Your assignment
Copy all lines in the data that contain the string "LanguageAnalyzer".

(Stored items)
____________
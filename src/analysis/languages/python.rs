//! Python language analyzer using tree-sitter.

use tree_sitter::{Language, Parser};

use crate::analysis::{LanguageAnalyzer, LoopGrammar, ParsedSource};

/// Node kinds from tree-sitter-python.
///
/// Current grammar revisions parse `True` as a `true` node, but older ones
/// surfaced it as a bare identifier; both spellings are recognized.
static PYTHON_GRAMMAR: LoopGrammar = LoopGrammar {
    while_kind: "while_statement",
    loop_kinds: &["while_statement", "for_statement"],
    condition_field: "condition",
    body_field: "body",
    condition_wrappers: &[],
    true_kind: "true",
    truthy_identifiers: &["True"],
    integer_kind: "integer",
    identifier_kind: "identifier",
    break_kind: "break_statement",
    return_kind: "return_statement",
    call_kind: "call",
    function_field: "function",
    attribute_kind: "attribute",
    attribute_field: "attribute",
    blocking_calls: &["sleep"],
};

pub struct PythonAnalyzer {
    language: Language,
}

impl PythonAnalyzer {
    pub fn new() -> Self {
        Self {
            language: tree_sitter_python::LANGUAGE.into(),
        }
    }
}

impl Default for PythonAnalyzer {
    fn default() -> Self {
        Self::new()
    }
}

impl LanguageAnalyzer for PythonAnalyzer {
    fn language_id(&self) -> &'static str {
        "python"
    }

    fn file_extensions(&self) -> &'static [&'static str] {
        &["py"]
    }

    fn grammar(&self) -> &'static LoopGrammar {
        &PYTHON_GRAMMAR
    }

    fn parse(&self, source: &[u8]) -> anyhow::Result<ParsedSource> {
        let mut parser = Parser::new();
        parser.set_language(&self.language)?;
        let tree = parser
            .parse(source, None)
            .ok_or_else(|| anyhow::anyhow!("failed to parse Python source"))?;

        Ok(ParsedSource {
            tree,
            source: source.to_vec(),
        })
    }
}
____________
Completed exercise
use crate::analysis::{LanguageAnalyzer, LoopGrammar, ParsedSource};
impl LanguageAnalyzer for PythonAnalyzer {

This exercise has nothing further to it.